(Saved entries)

^^^^

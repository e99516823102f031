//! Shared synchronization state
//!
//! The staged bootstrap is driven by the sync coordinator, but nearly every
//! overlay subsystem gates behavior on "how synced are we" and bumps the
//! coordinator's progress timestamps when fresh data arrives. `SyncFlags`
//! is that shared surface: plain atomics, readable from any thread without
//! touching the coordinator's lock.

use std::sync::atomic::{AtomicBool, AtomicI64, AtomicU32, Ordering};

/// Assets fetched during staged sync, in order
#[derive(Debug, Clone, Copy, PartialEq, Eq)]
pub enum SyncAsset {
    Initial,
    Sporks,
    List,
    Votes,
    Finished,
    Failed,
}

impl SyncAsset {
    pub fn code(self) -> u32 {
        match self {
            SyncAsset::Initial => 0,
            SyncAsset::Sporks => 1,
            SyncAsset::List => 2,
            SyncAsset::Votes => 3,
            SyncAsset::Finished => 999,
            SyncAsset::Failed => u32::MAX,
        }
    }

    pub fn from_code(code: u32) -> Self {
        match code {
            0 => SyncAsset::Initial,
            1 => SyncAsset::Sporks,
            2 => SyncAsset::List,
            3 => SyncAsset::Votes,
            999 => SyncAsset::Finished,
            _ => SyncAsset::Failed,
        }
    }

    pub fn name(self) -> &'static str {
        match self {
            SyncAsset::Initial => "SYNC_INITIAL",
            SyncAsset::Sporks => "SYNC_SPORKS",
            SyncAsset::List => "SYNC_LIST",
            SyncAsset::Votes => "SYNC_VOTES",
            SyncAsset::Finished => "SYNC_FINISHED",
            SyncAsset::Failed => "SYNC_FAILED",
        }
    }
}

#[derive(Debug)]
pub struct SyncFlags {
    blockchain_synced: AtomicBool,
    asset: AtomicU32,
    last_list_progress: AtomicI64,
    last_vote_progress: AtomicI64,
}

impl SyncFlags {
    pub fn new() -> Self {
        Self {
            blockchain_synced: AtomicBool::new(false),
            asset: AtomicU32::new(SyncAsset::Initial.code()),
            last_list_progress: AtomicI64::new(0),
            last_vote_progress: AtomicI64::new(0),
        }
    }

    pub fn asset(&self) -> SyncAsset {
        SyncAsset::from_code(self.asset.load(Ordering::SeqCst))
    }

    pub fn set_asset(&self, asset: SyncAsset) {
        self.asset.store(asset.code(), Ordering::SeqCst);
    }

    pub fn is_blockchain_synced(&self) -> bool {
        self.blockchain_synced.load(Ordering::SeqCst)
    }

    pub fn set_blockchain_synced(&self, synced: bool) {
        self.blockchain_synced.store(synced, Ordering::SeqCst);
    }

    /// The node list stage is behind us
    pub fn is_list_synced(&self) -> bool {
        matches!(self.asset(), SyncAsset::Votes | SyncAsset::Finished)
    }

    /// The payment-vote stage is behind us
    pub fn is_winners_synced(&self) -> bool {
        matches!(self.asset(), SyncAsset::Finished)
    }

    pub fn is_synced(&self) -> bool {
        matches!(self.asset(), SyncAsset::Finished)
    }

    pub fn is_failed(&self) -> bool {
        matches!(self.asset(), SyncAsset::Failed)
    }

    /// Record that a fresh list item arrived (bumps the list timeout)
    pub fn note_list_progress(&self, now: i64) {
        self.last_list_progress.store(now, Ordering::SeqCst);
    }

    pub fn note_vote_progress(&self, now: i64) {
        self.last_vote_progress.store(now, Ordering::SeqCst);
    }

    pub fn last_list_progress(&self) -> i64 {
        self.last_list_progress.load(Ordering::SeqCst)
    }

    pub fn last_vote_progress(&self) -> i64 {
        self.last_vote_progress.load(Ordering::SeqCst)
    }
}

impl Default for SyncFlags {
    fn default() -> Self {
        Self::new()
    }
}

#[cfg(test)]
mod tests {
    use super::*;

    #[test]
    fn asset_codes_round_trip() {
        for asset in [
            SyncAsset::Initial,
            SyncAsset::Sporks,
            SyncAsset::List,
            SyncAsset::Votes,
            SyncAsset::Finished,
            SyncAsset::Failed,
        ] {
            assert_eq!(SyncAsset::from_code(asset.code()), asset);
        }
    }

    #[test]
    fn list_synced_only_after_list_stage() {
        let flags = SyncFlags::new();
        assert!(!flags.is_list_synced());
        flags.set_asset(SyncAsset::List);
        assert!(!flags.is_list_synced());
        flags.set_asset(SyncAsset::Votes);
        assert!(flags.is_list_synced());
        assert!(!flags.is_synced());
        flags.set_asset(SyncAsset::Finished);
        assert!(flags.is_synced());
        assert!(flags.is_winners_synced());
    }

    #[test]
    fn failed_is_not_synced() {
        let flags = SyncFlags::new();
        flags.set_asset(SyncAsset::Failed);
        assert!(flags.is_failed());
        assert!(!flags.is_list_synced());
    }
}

^^^^

** TASK INSTRUCTIONS **
Print each line of the data exactly as it was written.

** ANSWER TO THE EXERCISE **
repository e99516823102f031
//! Shared synchronization state
//!
//! The staged bootstrap is driven by the sync coordinator, but nearly every
//! overlay subsystem gates behavior on "how synced are we" and bumps the
//! coordinator's progress timestamps when fresh data arrives. `SyncFlags`
//! is that shared surface: plain atomics, readable from any thread without
//! touching the coordinator's lock.

use std::sync::atomic::{AtomicBool, AtomicI64, AtomicU32, Ordering};

/// Assets fetched during staged sync, in order
#[derive(Debug, Clone, Copy, PartialEq, Eq)]
pub enum SyncAsset {
    Initial,
    Sporks,
    List,
    Votes,
    Finished,
    Failed,
}

impl SyncAsset {
    pub fn code(self) -> u32 {
        match self {
            SyncAsset::Initial => 0,
            SyncAsset::Sporks => 1,
            SyncAsset::List => 2,
            SyncAsset::Votes => 3,
            SyncAsset::Finished => 999,
            SyncAsset::Failed => u32::MAX,
        }
    }

    pub fn from_code(code: u32) -> Self {
        match code {
            0 => SyncAsset::Initial,
            1 => SyncAsset::Sporks,
            2 => SyncAsset::List,
            3 => SyncAsset::Votes,
            999 => SyncAsset::Finished,
            _ => SyncAsset::Failed,
        }
    }

    pub fn name(self) -> &'static str {
        match self {
            SyncAsset::Initial => "SYNC_INITIAL",
            SyncAsset::Sporks => "SYNC_SPORKS",
            SyncAsset::List => "SYNC_LIST",
            SyncAsset::Votes => "SYNC_VOTES",
            SyncAsset::Finished => "SYNC_FINISHED",
            SyncAsset::Failed => "SYNC_FAILED",
        }
    }
}

#[derive(Debug)]
pub struct SyncFlags {
    blockchain_synced: AtomicBool,
    asset: AtomicU32,
    last_list_progress: AtomicI64,
    last_vote_progress: AtomicI64,
}

impl SyncFlags {
    pub fn new() -> Self {
        Self {
            blockchain_synced: AtomicBool::new(false),
            asset: AtomicU32::new(SyncAsset::Initial.code()),
            last_list_progress: AtomicI64::new(0),
            last_vote_progress: AtomicI64::new(0),
        }
    }

    pub fn asset(&self) -> SyncAsset {
        SyncAsset::from_code(self.asset.load(Ordering::SeqCst))
    }

    pub fn set_asset(&self, asset: SyncAsset) {
        self.asset.store(asset.code(), Ordering::SeqCst);
    }

    pub fn is_blockchain_synced(&self) -> bool {
        self.blockchain_synced.load(Ordering::SeqCst)
    }

    pub fn set_blockchain_synced(&self, synced: bool) {
        self.blockchain_synced.store(synced, Ordering::SeqCst);
    }

    /// The node list stage is behind us
    pub fn is_list_synced(&self) -> bool {
        matches!(self.asset(), SyncAsset::Votes | SyncAsset::Finished)
    }

    /// The payment-vote stage is behind us
    pub fn is_winners_synced(&self) -> bool {
        matches!(self.asset(), SyncAsset::Finished)
    }

    pub fn is_synced(&self) -> bool {
        matches!(self.asset(), SyncAsset::Finished)
    }

    pub fn is_failed(&self) -> bool {
        matches!(self.asset(), SyncAsset::Failed)
    }

    /// Record that a fresh list item arrived (bumps the list timeout)
    pub fn note_list_progress(&self, now: i64) {
        self.last_list_progress.store(now, Ordering::SeqCst);
    }

    pub fn note_vote_progress(&self, now: i64) {
        self.last_vote_progress.store(now, Ordering::SeqCst);
    }

    pub fn last_list_progress(&self) -> i64 {
        self.last_list_progress.load(Ordering::SeqCst)
    }

    pub fn last_vote_progress(&self) -> i64 {
        self.last_vote_progress.load(Ordering::SeqCst)
    }
}

impl Default for SyncFlags {
    fn default() -> Self {
        Self::new()
    }
}

#[cfg(test)]
mod tests {
    use super::*;

    #[test]
    fn asset_codes_round_trip() {
        for asset in [
            SyncAsset::Initial,
            SyncAsset::Sporks,
            SyncAsset::List,
            SyncAsset::Votes,
            SyncAsset::Finished,
            SyncAsset::Failed,
        ] {
            assert_eq!(SyncAsset::from_code(asset.code()), asset);
        }
    }

    #[test]
    fn list_synced_only_after_list_stage() {
        let flags = SyncFlags::new();
        assert!(!flags.is_list_synced());
        flags.set_asset(SyncAsset::List);
        assert!(!flags.is_list_synced());
        flags.set_asset(SyncAsset::Votes);
        assert!(flags.is_list_synced());
        assert!(!flags.is_synced());
        flags.set_asset(SyncAsset::Finished);
        assert!(flags.is_synced());
        assert!(flags.is_winners_synced());
    }

    #[test]
    fn failed_is_not_synced() {
        let flags = SyncFlags::new();
        flags.set_asset(SyncAsset::Failed);
        assert!(flags.is_failed());
        assert!(!flags.is_list_synced());
    }
}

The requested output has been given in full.